Subió Doña Generosa para anunciar a Benito que la comida estaba en su punto, y como no obtuviera respuesta, curioseó por la cerradura, lanzando a continuación un espantoso grito: ¡Ay, Jesús! Acudieron alarmados los restantes huéspedes; rompieron a empellones la desvencijada puerta; entraron en tropel en la alcoba, y quedaron horrorizados ante el espectáculo que se le ofrecía a la vista: sobre un gran charco de sangre, todavía fresca, yacía vestido de chaqué el cuerpo de Benito en posición decúbito supino –como se dijo luego en la diligencia de levantamiento del cadáver-. Tenía fracturado el cráneo, con salida de la masa encefálica, y una gran oquedad en el pecho que dejaba ver las maceradas vísceras del desgraciado formando un repelente magma. El resto de la habitación estaba intacto.
¡Pobre Benito, lo que se perdió al siguiente día! Ello fue la celebración en la Santa Iglesia Catedral de solemnes exequias por las víctimas del criminal atentado. Una conmovida multitud invadió el sagrado recinto. A la cabecera de la nave central estaban situados los familiares de las víctimas con las autoridades sobrevivientes. En el crucero, sobre sendos catafalcos engualdrapados de terciopelo negro con cenefas doradas, estaban los féretros donde iniciaban su sueño eterno el Excelentísimo Señor Gobernador Civil de la provincia, el Presidente de la Audiencia Don Justo, el Fiscal-Jefe Don Severo, el Delegado de Hacienda Don Mateo Ahorrillo, el Rector de la Universidad Don Tomás de Aquino y el Coronel Don Marcial Rodríguez Capón. La misa funeral “corpore insepulto” la concelebró, con otros hermanos en el episcopado, el Obispo de la Diócesis Don Crisógono Alegría Mendicuti, por fortuna ileso del criminal atentado.

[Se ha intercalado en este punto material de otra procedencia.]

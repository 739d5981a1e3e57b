//! Narrow serializers that pull a single primitive out of a `Serialize`
//! impl, used where the schema dictates the shape of a composite (duration
//! fields, map keys)

use super::*;

pub(super) struct ExtractU32ForDuration;
impl serde::Serializer for ExtractU32ForDuration {
	type Ok = u32;
	type Error = SerError;

	fn serialize_u32(self, v: u32) -> Result<Self::Ok, Self::Error> {
		Ok(v)
	}

	serde_serializer_quick_unsupported::serializer_unsupported! {
		err = (SerError::new("Elements should be u32s for serialization as Duration"));
		bool i8 i16 i32 i64 u8 u16 u64 f32 f64 char str bytes none some unit unit_struct
		unit_variant newtype_struct newtype_variant seq tuple tuple_struct tuple_variant map struct
		struct_variant i128 u128
	}
}

#[derive(Copy, Clone)]
/// Order of the enum variants matters because repr is used for indexing
pub(super) enum DurationFieldName {
	Months,
	Days,
	Milliseconds,
}
impl std::fmt::Display for DurationFieldName {
	fn fmt(&self, f: &mut std::fmt::Formatter<'_>) -> std::fmt::Result {
		std::fmt::Display::fmt(
			match self {
				DurationFieldName::Months => "months",
				DurationFieldName::Days => "days",
				DurationFieldName::Milliseconds => "milliseconds",
			},
			f,
		)
	}
}
impl DurationFieldName {
	#[inline(always)]
	pub(super) fn from_str(s: &str) -> Result<Self, SerError> {
		Ok(match s {
			"months" => DurationFieldName::Months,
			"days" => DurationFieldName::Days,
			"milliseconds" => DurationFieldName::Milliseconds,
			_ => {
				return Err(SerError::new(
					"Map field names should be one of months/days/milliseconds \
						for serialization as Duration",
				))
			}
		})
	}
}

pub(super) struct ExtractFieldNameForDuration;
impl serde::Serializer for ExtractFieldNameForDuration {
	type Ok = DurationFieldName;
	type Error = SerError;

	fn serialize_str(self, v: &str) -> Result<Self::Ok, Self::Error> {
		DurationFieldName::from_str(v)
	}

	serde_serializer_quick_unsupported::serializer_unsupported! {
		err = (SerError::new("Map field names should be str for serialization as Duration"));
		bool i8 i16 i32 i64 u8 u16 u32 u64 f32 f64 char bytes none some unit unit_struct
		unit_variant newtype_struct newtype_variant seq tuple tuple_struct tuple_variant map struct
		struct_variant i128 u128
	}
}

/// Extracts record field names (and map keys targeting records) as owned
/// strings
pub(super) struct ExtractKeyString;
impl serde::Serializer for ExtractKeyString {
	type Ok = String;
	type Error = SerError;

	fn serialize_str(self, v: &str) -> Result<Self::Ok, Self::Error> {
		Ok(v.to_owned())
	}

	fn serialize_char(self, v: char) -> Result<Self::Ok, Self::Error> {
		Ok(v.to_string())
	}

	serde_serializer_quick_unsupported::serializer_unsupported! {
		err = (SerError::new("Keys should be strings for serialization as Record or Map"));
		bool i8 i16 i32 i64 u8 u16 u32 u64 f32 f64 bytes none some unit unit_struct
		unit_variant newtype_struct newtype_variant seq tuple tuple_struct tuple_variant map struct
		struct_variant i128 u128
	}
}
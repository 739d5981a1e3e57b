//! Dynamic typing: the resolver registry and the codec cache
//!
//! The typed serde codecs are monomorphized per application type, which
//! covers every call site that knows its types at compile time. The
//! remaining surface is the dynamically-typed one: a value decoded as
//! [`Box<dyn Any>`], with the concrete Rust type picked at runtime by
//! looking the schema's type name up in a [`TypeRegistry`].
//!
//! A registered codec is a pair of monomorphized encode/decode functions
//! behind fn pointers ([`AnyCodec`]); binding one to a schema is memoized by
//! `(schema SHA-256 fingerprint, TypeId)` in a [`CodecCache`].

use crate::{
	de::{read::SliceRead, DeError, DeserializerState},
	schema::frozen::{Node, Schema},
	ser::{SerError, SerializerConfig, SerializerState},
	value::{read_value, write_value, Value},
};

use serde::de::Error as _;

use std::{
	any::{Any, TypeId},
	collections::HashMap,
	sync::RwLock,
};

type DecodeFn = for<'s, 'de> fn(
	&mut DeserializerState<'s, SliceRead<'de>>,
	&'s Node,
) -> Result<Box<dyn Any>, DeError>;

type EncodeFn =
	for<'c, 's> fn(&dyn Any, &mut SerializerState<'c, 's, Vec<u8>>, &'s Node) -> Result<(), SerError>;

/// A type-erased encoder/decoder pair for one concrete Rust type
///
/// The functions are monomorphized at [`AnyCodec::of`] time; the struct
/// itself is two fn pointers plus the type's identity, so it is `Copy` and
/// safe to share.
#[derive(Clone, Copy)]
pub struct AnyCodec {
	type_id: TypeId,
	decode: DecodeFn,
	encode: EncodeFn,
}

impl AnyCodec {
	/// The codec for a concrete type
	pub fn of<T>() -> Self
	where
		T: serde::Serialize + serde::de::DeserializeOwned + Any,
	{
		Self {
			type_id: TypeId::of::<T>(),
			decode: decode_erased::<T>,
			encode: encode_erased::<T>,
		}
	}

	/// The identity of the type this codec materializes
	pub fn type_id(&self) -> TypeId {
		self.type_id
	}
}

fn decode_erased<'s, 'de, T>(
	state: &mut DeserializerState<'s, SliceRead<'de>>,
	node: &'s Node,
) -> Result<Box<dyn Any>, DeError>
where
	T: serde::de::DeserializeOwned + Any,
{
	let value: T = serde::Deserialize::deserialize(state.deserializer_at(node))?;
	Ok(Box::new(value))
}

fn encode_erased<'c, 's, T>(
	value: &dyn Any,
	state: &mut SerializerState<'c, 's, Vec<u8>>,
	node: &'s Node,
) -> Result<(), SerError>
where
	T: serde::Serialize + Any,
{
	let value = value
		.downcast_ref::<T>()
		.ok_or_else(|| SerError::new("Value's runtime type does not match the resolved codec"))?;
	serde::Serialize::serialize(value, state.serializer_at(node))
}

/// Maps canonical type names to prototypes used to materialize values
/// during dynamically-typed decode
///
/// Lookups succeed by full name (for named schemas), by the
/// possibly-`.<logical-type>`-suffixed primitive names (`"string"`,
/// `"long.timestamp-micros"`, ...), or by the synthetic names
/// `array:<elemName>` and `map:<valName>`.
#[derive(Default)]
pub struct TypeRegistry {
	by_name: HashMap<String, AnyCodec>,
	names_by_type: HashMap<TypeId, String>,
	/// Fail instead of degrading to [`Value`] when a union branch cannot be
	/// resolved
	pub union_resolution_error: bool,
	/// Attempt resolution even when only some of a union's branches are
	/// registered
	///
	/// When `false` and `union_resolution_error` is set, a union is only
	/// considered resolvable when every branch is registered.
	pub partial_union_type_resolution: bool,
}

impl TypeRegistry {
	pub fn new() -> Self {
		Self::default()
	}

	/// Associate a canonical name with a type, used to materialize values
	/// during dynamically-typed decode (and to resolve union branches on
	/// encode)
	pub fn register<T>(&mut self, name: impl Into<String>)
	where
		T: serde::Serialize + serde::de::DeserializeOwned + Any,
	{
		let name = name.into();
		self.names_by_type.insert(TypeId::of::<T>(), name.clone());
		self.by_name.insert(name, AnyCodec::of::<T>());
	}

	/// The codec registered under `name`, if any
	pub fn lookup(&self, name: &str) -> Option<&AnyCodec> {
		self.by_name.get(name)
	}

	/// The name under which this runtime type was registered, if any
	pub fn name_of(&self, type_id: TypeId) -> Option<&str> {
		self.names_by_type.get(&type_id).map(String::as_str)
	}

	fn all_branches_registered(&self, union: &crate::schema::frozen::Union) -> bool {
		union
			.type_names
			.iter()
			.all(|name| name == "null" || self.by_name.contains_key(name))
	}
}

/// Decode one datum from a slice, materializing registry-resolved types
///
/// Unregistered primitives materialize their natural Rust types (`i32`,
/// `i64`, `String`, ...); unregistered named types, arrays and maps degrade
/// to [`Value`] unless
/// [`union_resolution_error`](TypeRegistry::union_resolution_error) makes
/// unresolvable unions hard errors.
pub fn decode_any(
	slice: &[u8],
	schema: &Schema,
	registry: &TypeRegistry,
) -> Result<Box<dyn Any>, DeError> {
	let mut state = DeserializerState::from_slice(slice, schema);
	decode_any_node(&mut state, schema.root(), registry)
}

fn decode_any_node<'s, 'de>(
	state: &mut DeserializerState<'s, SliceRead<'de>>,
	node: &'s Node,
	registry: &TypeRegistry,
) -> Result<Box<dyn Any>, DeError> {
	if let Node::Union(union) = node {
		if registry.union_resolution_error
			&& !registry.partial_union_type_resolution
			&& !registry.all_branches_registered(union)
		{
			return Err(DeError::new(
				"Union has unregistered branches and partial union type resolution is disabled",
			));
		}
		let discriminant: i64 = crate::de::read::Read::read_varint(&mut state.reader)?;
		let branch: usize = discriminant
			.try_into()
			.map_err(|e| DeError::custom(format_args!("Invalid discriminant in stream: {e}")))?;
		let (&variant_key, type_name) = union
			.variants
			.get(branch)
			.zip(union.type_names.get(branch))
			.ok_or_else(|| DeError::new("Could not find union discriminant in schema"))?;
		let variant_node = state.config().schema.node(variant_key);
		return match registry.lookup(type_name) {
			Some(codec) => (codec.decode)(state, variant_node),
			None => {
				if registry.union_resolution_error {
					Err(DeError::custom(format_args!(
						"No type registered for union branch {type_name:?}"
					)))
				} else {
					// Best-effort degrade
					decode_any_node(state, variant_node, registry)
				}
			}
		};
	}
	if let Some(codec) = resolution_name(state.config().schema, node)
		.as_deref()
		.and_then(|name| registry.lookup(name))
	{
		return (codec.decode)(state, node);
	}
	Ok(match node {
		Node::Null => {
			let value: () = serde::Deserialize::deserialize(state.deserializer_at(node))?;
			Box::new(value)
		}
		Node::Boolean => box_native::<bool>(state, node)?,
		Node::Int | Node::Date | Node::TimeMillis => box_native::<i32>(state, node)?,
		Node::Long | Node::TimeMicros | Node::TimestampMillis | Node::TimestampMicros => {
			box_native::<i64>(state, node)?
		}
		Node::Float => box_native::<f32>(state, node)?,
		Node::Double => box_native::<f64>(state, node)?,
		Node::String | Node::Uuid => box_native::<String>(state, node)?,
		// Everything else (bytes, named types, arrays, maps) degrades to
		// the dynamic value tree
		_ => Box::new(read_value(state, node, 0)?),
	})
}

fn box_native<'s, 'de, T>(
	state: &mut DeserializerState<'s, SliceRead<'de>>,
	node: &'s Node,
) -> Result<Box<dyn Any>, DeError>
where
	T: serde::de::DeserializeOwned + Any,
{
	let value: T = serde::Deserialize::deserialize(state.deserializer_at(node))?;
	Ok(Box::new(value))
}

/// Encode a dynamically-typed value against the configured schema
pub fn encode_any(
	value: &dyn Any,
	registry: &TypeRegistry,
	config: &mut SerializerConfig<'_>,
) -> Result<Vec<u8>, SerError> {
	let mut state = SerializerState::from_writer(Vec::new(), config);
	let root = state.config.schema.root();
	encode_any_node(value, &mut state, root, registry)?;
	Ok(state.into_writer())
}

fn encode_any_node<'c, 's>(
	value: &dyn Any,
	state: &mut SerializerState<'c, 's, Vec<u8>>,
	node: &'s Node,
	registry: &TypeRegistry,
) -> Result<(), SerError> {
	// The dynamic value tree always encodes structurally
	if let Some(dynamic) = value.downcast_ref::<Value>() {
		return write_value(state, node, dynamic);
	}
	if let Node::Union(union) = node {
		if registry.union_resolution_error
			&& !registry.partial_union_type_resolution
			&& !registry.all_branches_registered(union)
		{
			return Err(SerError::new(
				"Union has unregistered branches and partial union type resolution is disabled",
			));
		}
		// The value's runtime type must be registered under a name that
		// matches one of the branches
		let resolved = registry.name_of(value.type_id()).and_then(|name| {
			union
				.type_names
				.iter()
				.position(|type_name| type_name == name)
		});
		return match resolved {
			Some(branch) => {
				use integer_encoding::VarIntWriter;
				state
					.writer_mut()
					.write_varint(branch as i64)
					.map_err(SerError::io)?;
				let variant_node = state.config.schema.node(union.variants[branch]);
				let codec = registry
					.lookup(&union.type_names[branch])
					.expect("name was resolved from the registry");
				(codec.encode)(value, state, variant_node)
			}
			None => Err(SerError::new(
				"Could not resolve the value's runtime type to any union branch - \
					register it in the TypeRegistry under the branch's type name",
			)),
		};
	}
	match registry.name_of(value.type_id()).and_then(|n| registry.lookup(n)) {
		Some(codec) => (codec.encode)(value, state, node),
		// Unregistered values may still encode if they are native
		// primitives
		None => encode_native(value, state, node),
	}
}

fn encode_native<'c, 's>(
	value: &dyn Any,
	state: &mut SerializerState<'c, 's, Vec<u8>>,
	node: &'s Node,
) -> Result<(), SerError> {
	macro_rules! try_downcast {
		($($ty: ty,)*) => {
			$(
				if let Some(v) = value.downcast_ref::<$ty>() {
					return serde::Serialize::serialize(v, state.serializer_at(node));
				}
			)*
		};
	}
	try_downcast! {
		bool, i32, i64, f32, f64, String, (),
	}
	Err(SerError::new(
		"Value's runtime type is not registered and is not a native primitive",
	))
}

/// The registry key a schema node resolves through
fn resolution_name(schema: &Schema, node: &Node) -> Option<String> {
	Some(match node {
		Node::Record(record) => record.name.fully_qualified_name().to_owned(),
		Node::Enum(enum_) => enum_.name.fully_qualified_name().to_owned(),
		Node::Fixed(fixed) => fixed.name.fully_qualified_name().to_owned(),
		Node::Decimal(decimal) => match &decimal.repr {
			crate::schema::frozen::DecimalRepr::Fixed(fixed) => {
				fixed.name.fully_qualified_name().to_owned()
			}
			crate::schema::frozen::DecimalRepr::Bytes => "bytes.decimal".to_owned(),
		},
		Node::Array(items) => format!("array:{}", type_name(schema, schema.node(*items))),
		Node::Map(values) => format!("map:{}", type_name(schema, schema.node(*values))),
		Node::Null => "null".to_owned(),
		Node::Boolean => "boolean".to_owned(),
		Node::Int => "int".to_owned(),
		Node::Long => "long".to_owned(),
		Node::Float => "float".to_owned(),
		Node::Double => "double".to_owned(),
		Node::Bytes => "bytes".to_owned(),
		Node::String => "string".to_owned(),
		Node::Uuid => "string.uuid".to_owned(),
		Node::Date => "int.date".to_owned(),
		Node::TimeMillis => "int.time-millis".to_owned(),
		Node::TimeMicros => "long.time-micros".to_owned(),
		Node::TimestampMillis => "long.timestamp-millis".to_owned(),
		Node::TimestampMicros => "long.timestamp-micros".to_owned(),
		Node::Duration => "duration".to_owned(),
		Node::Union(_) => return None,
	})
}

fn type_name(schema: &Schema, node: &Node) -> String {
	resolution_name(schema, node).unwrap_or_else(|| "union".to_owned())
}

/// Memoizes schema-bound codecs by `(schema SHA-256 fingerprint, TypeId)`
///
/// Encoders and decoders are kept in separate maps. Writes are last-write-
/// wins: two threads binding the same key concurrently both succeed, one
/// result simply replaces the other (they are interchangeable). With
/// [`disable_caching`](Self::disable_caching) set, every call rebuilds
/// fresh.
#[derive(Default)]
pub struct CodecCache {
	/// Force fresh codec build per call
	pub disable_caching: bool,
	encoders: RwLock<HashMap<([u8; 32], TypeId), AnyCodec>>,
	decoders: RwLock<HashMap<([u8; 32], TypeId), AnyCodec>>,
}

impl CodecCache {
	pub fn new() -> Self {
		Self::default()
	}

	/// The decoder for `(schema, T)`, memoized
	pub fn decoder_for<T>(&self, schema: &Schema) -> AnyCodec
	where
		T: serde::Serialize + serde::de::DeserializeOwned + Any,
	{
		Self::get_or_build::<T>(&self.decoders, schema, self.disable_caching)
	}

	/// The encoder for `(schema, T)`, memoized
	pub fn encoder_for<T>(&self, schema: &Schema) -> AnyCodec
	where
		T: serde::Serialize + serde::de::DeserializeOwned + Any,
	{
		Self::get_or_build::<T>(&self.encoders, schema, self.disable_caching)
	}

	fn get_or_build<T>(
		map: &RwLock<HashMap<([u8; 32], TypeId), AnyCodec>>,
		schema: &Schema,
		disable_caching: bool,
	) -> AnyCodec
	where
		T: serde::Serialize + serde::de::DeserializeOwned + Any,
	{
		if disable_caching {
			return AnyCodec::of::<T>();
		}
		let key = (*schema.sha256_fingerprint(), TypeId::of::<T>());
		if let Some(codec) = map
			.read()
			.expect("codec cache lock should not be poisoned")
			.get(&key)
		{
			return *codec;
		}
		let codec = AnyCodec::of::<T>();
		map.write()
			.expect("codec cache lock should not be poisoned")
			.insert(key, codec);
		codec
	}

	/// Decode a datum slice into `T` through the memoized decoder
	pub fn decode<T>(&self, slice: &[u8], schema: &Schema) -> Result<T, DeError>
	where
		T: serde::Serialize + serde::de::DeserializeOwned + Any,
	{
		let codec = self.decoder_for::<T>(schema);
		let mut state = DeserializerState::from_slice(slice, schema);
		let root = schema.root();
		let boxed = (codec.decode)(&mut state, root)?;
		Ok(*boxed
			.downcast::<T>()
			.expect("codec was built for this exact type"))
	}

	/// Encode a value through the memoized encoder
	pub fn encode<T>(&self, value: &T, config: &mut SerializerConfig<'_>) -> Result<Vec<u8>, SerError>
	where
		T: serde::Serialize + serde::de::DeserializeOwned + Any,
	{
		let codec = self.encoder_for::<T>(config.schema());
		let mut state = SerializerState::from_writer(Vec::new(), config);
		let root = state.config.schema.root();
		(codec.encode)(value, &mut state, root)?;
		Ok(state.into_writer())
	}
}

Durante la ceremonia la Escolanía interpretó el Réquiem de Cherubini, no sin ciertos desajustes debidos a los apremios del tiempo. El Señor Obispo pronunció una elocuente homilía parafraseando el texto del Génesis en el que Yavé pide cuentas a Caín de su hermano Abel; advirtió premonitoriamente que de no ponerse un dique a la creciente marea descristianizadota de la sociedad, sobrevendrían espantosas catástrofes apocalípticas, y concluyó su oración impetrando la misericordia divina para las víctimas del execrable hecho, y, para los verdugos, el mismo piadoso perdón que Cristo en la cruz pidió para los suyos. Descendiendo los oficiantes las gradas del presbiterio, entonaron un último responso ante los féretros, acompañados por las gangosidades del órgano catedralicio.
Entre tanto, los restos de Benito Lechuga yacía sobre la sucia mesa de mármol del depósito de cadáveres del cementerio. Allí los forenses hicieron la autopsia como mandan los cánones, esto es, con apertura de las tres cavidades craneana, torácica y abdominal. Los facultativos dictaminaron después que el interfecto –como así se llamaba ya a Benito en los folios sumariales- había fallecido por heridas de metralla mortales de necesidad. Y sin más trámites ni dilaciones, el cuerpo de Benito, como el de un Mozart cualquiera, fue arrojado a la fosa común del cementerio.